Aaron Harold Schroeder (September 7, 1926 – December 2, 2009) was an American songwriter and music publisher.

==Biography==
Born in Brooklyn, Schroeder graduated from the school now known as the Fiorello H. LaGuardia High School of Music & Art and Performing Arts in New York City.

===Songwriter===
Having become an ASCAP member in 1948, Schroeder had his first success with "At a Sidewalk Penny Arcade", one of the songs to introduce Rosemary Clooney as a solo recording artist. He proceeded to write more than 1,500 songs seeking the varied talent of many collaborators. His chart record in the United Kingdom, as a writer, is 27 hits, 3 number ones, 9 top tens and 225 weeks on the chart.

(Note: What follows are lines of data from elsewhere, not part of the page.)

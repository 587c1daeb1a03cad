use crate::TodoStatus;
use serde::{Deserialize, Serialize};
use thiserror::Error;

/// Longest title the task API accepts.
pub const TITLE_MAX_LEN: usize = 200;

/// Input rejected before any request is made.
#[derive(Debug, Clone, Error, PartialEq, Eq)]
pub enum ValidationError {
    #[error("Title is required")]
    EmptyTitle,

    #[error("Title cannot exceed {TITLE_MAX_LEN} characters")]
    TitleTooLong,

    #[error("A new todo cannot be created as completed")]
    CreatedCompleted,

    #[error("Nothing to update")]
    EmptyUpdate,
}

/// Request to create a new todo
#[derive(Debug, Clone, Default, PartialEq, Serialize, Deserialize)]
pub struct CreateTodoInput {
    pub title: String,
    pub description: Option<String>,
    pub status: Option<TodoStatus>,
}

impl CreateTodoInput {
    pub fn new(title: impl Into<String>) -> Self {
        Self {
            title: title.into(),
            ..Self::default()
        }
    }

    pub fn with_description(mut self, description: impl Into<String>) -> Self {
        self.description = Some(description.into());
        self
    }

    pub fn with_status(mut self, status: TodoStatus) -> Self {
        self.status = Some(status);
        self
    }

    pub fn validate(&self) -> Result<(), ValidationError> {
        validate_title(&self.title)?;
        if self.status == Some(TodoStatus::Completed) {
            return Err(ValidationError::CreatedCompleted);
        }
        Ok(())
    }
}

/// Partial update of an existing todo. Absent fields stay as they are on
/// the server.
#[derive(Debug, Clone, Default, PartialEq, Serialize, Deserialize)]
pub struct UpdateTodoInput {
    pub title: Option<String>,
    pub description: Option<String>,
    pub status: Option<TodoStatus>,
    pub is_completed: Option<bool>,
}

impl UpdateTodoInput {
    pub fn completion(is_completed: bool) -> Self {
        Self {
            is_completed: Some(is_completed),
            ..Self::default()
        }
    }

    pub fn is_empty(&self) -> bool {
        self.title.is_none()
            && self.description.is_none()
            && self.status.is_none()
            && self.is_completed.is_none()
    }

    /// The status this update asks for. An explicit status wins over the
    /// completion flag, and clearing the flag means pending.
    pub fn target_status(&self) -> Option<TodoStatus> {
        self.status.or(match self.is_completed {
            Some(true) => Some(TodoStatus::Completed),
            Some(false) => Some(TodoStatus::Pending),
            None => None,
        })
    }

    /// `Some` when the update changes nothing but the status.
    pub fn status_change(&self) -> Option<TodoStatus> {
        if self.title.is_some() || self.description.is_some() {
            return None;
        }
        self.target_status()
    }

    pub fn validate(&self) -> Result<(), ValidationError> {
        if self.is_empty() {
            return Err(ValidationError::EmptyUpdate);
        }
        if let Some(title) = &self.title {
            validate_title(title)?;
        }
        Ok(())
    }
}

fn validate_title(title: &str) -> Result<(), ValidationError> {
    let trimmed = title.trim();
    if trimmed.is_empty() {
        return Err(ValidationError::EmptyTitle);
    }
    if trimmed.chars().count() > TITLE_MAX_LEN {
        return Err(ValidationError::TitleTooLong);
    }
    Ok(())
}
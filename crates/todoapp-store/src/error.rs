//! Failure normalization.
//!
//! Every rejected gateway call ends up here before it reaches the store
//! state, so the view layer only ever sees a [`StoreError`] with a message it
//! can render as-is.

use std::fmt;

use crate::gateway::GatewayError;

pub const FETCH_FAILED: &str = "Failed to fetch todos";
pub const CREATE_FAILED: &str = "Failed to create todo";
pub const UPDATE_FAILED: &str = "Failed to update todo";
pub const DELETE_FAILED: &str = "Failed to delete todo";
pub const TOGGLE_FAILED: &str = "Failed to toggle todo status";
pub const COMPLETE_FAILED: &str = "Failed to complete todo";

/// Displayable error kept in the store until cleared or overwritten.
#[derive(Debug, Clone, PartialEq, Eq)]
pub struct StoreError {
    pub message: String,
}

impl StoreError {
    pub fn new(message: impl Into<String>) -> Self {
        Self {
            message: message.into(),
        }
    }
}

impl fmt::Display for StoreError {
    fn fmt(&self, f: &mut fmt::Formatter<'_>) -> fmt::Result {
        f.write_str(&self.message)
    }
}

/// Picks the most useful text out of a gateway failure, or `fallback` when
/// it carries none.
pub fn normalize_error(err: &GatewayError, fallback: &str) -> StoreError {
    match err.message.as_deref().map(str::trim) {
        Some(message) if !message.is_empty() => StoreError::new(message),
        _ => StoreError::new(fallback),
    }
}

He wrote seventeen songs for Elvis Presley including five that reached number one:
- "A Big Hunk o' Love"
- "Good Luck Charm"
- "I Got Stung"
- "Stuck on You"
- "It's Now or Never"

"It's Now or Never" as recorded by Presley was selected as number 75 in Billboard Magazine's top 100 songs on their 100th-anniversary "Greatest Hits Chart". In an interview with Jan-Erik Kjeseth he said that he was in fact present when Elvis recorded the song. He was very impressed with Presley's attitude: "Elvis wanted everything to be right; almost to the point of having tears in his eyes because he—Elvis—felt himself to be struggling to get the result that he envisaged in his head."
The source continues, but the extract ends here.